Whether or not you look at it as a religious holiday, Christmas is a celebration of Presence: you're surrounded by the community of your loved ones, having a good time together. In this country, what with Thanksgiving shortly beforehand, it's like a continuation of the "harvest festival" vibe of being thankful, but, this time around, we're even closer to the end of the year. We look at what happened in the past twelve months, good or bad, and we reflect on that, even if takes a few more weeks (or months) for those thoughts to really solidify. The New Year, however, is not about Presence: it's about Absence.
While we can plan all we want, none of us have any idea what's going to happen in 2020: before the year's over, this country will have a new president (perhaps), and before the decade's over our lives will certainly have been altered in ways that we can't begin to imagine. When people eat and drink a lot and party hard on Christmas, it's in the name of fun. When people do so on New Year's Eve, there's a bit of desperation to it: the old year didn't go perfectly, but you'll try your darndest to make sure the new year goes better. After all, that's what New Year's resolutions are for.
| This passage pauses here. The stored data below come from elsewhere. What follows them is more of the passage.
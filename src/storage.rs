// Copyright (c) 2025 Derma Labs
// SPDX-License-Identifier: BUSL-1.1
//! Persistence collaborator. The pipeline hands finished results to an
//! `AnalysisStore` and never talks to a database directly.

use crate::error::StoreError;
use crate::types::HybridAnalysisResult;
use async_trait::async_trait;
use std::collections::HashMap;
use std::sync::RwLock;
use tracing::debug;
use uuid::Uuid;

#[async_trait]
pub trait AnalysisStore: Send + Sync {
    /// Persist one result for the given caller and return the record id.
    async fn save(
        &self,
        caller_id: &str,
        result: &HybridAnalysisResult,
    ) -> Result<String, StoreError>;
}

/// Process-local store used by the CLI and by tests.
#[derive(Default)]
pub struct InMemoryStore {
    records: RwLock<HashMap<String, StoredRecord>>,
}

struct StoredRecord {
    caller_id: String,
    payload: String,
}

impl InMemoryStore {
    pub fn new() -> Self {
        Self::default()
    }

    pub fn len(&self) -> usize {
        self.records.read().map(|r| r.len()).unwrap_or(0)
    }

    pub fn is_empty(&self) -> bool {
        self.len() == 0
    }

    /// Stored canonical JSON for a record, if present.
    pub fn payload(&self, record_id: &str) -> Option<String> {
        self.records
            .read()
            .ok()
            .and_then(|r| r.get(record_id).map(|rec| rec.payload.clone()))
    }

    pub fn records_for(&self, caller_id: &str) -> Vec<String> {
        self.records
            .read()
            .map(|r| {
                r.iter()
                    .filter(|(_, rec)| rec.caller_id == caller_id)
                    .map(|(id, _)| id.clone())
                    .collect()
            })
            .unwrap_or_default()
    }
}

#[async_trait]
impl AnalysisStore for InMemoryStore {
    async fn save(
        &self,
        caller_id: &str,
        result: &HybridAnalysisResult,
    ) -> Result<String, StoreError> {
        let payload =
            serde_json::to_string(result).map_err(|e| StoreError::Persist(e.to_string()))?;
        let record_id = Uuid::new_v4().to_string();
        let mut records = self
            .records
            .write()
            .map_err(|_| StoreError::Persist("store lock poisoned".to_string()))?;
        records.insert(
            record_id.clone(),
            StoredRecord {
                caller_id: caller_id.to_string(),
                payload,
            },
        );
        debug!(caller_id, record_id = %record_id, "analysis persisted");
        Ok(record_id)
    }
}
In Mary Poppins Opens the Door (the third book in the Mary Poppins series by P.L. Travers), there's a chapter in which the children witness fairy tale characters come to life in the "crack" (the gap) between the old year and the new. January 1st is a profoundly empty day, accentuated in this part of the world by how winter has just begun and the world will take a few months to be reborn. Such a thought can fill us with profound despair or profound hope. Let us choose the latter; after all, with an old year passed away, we have nothing to lose.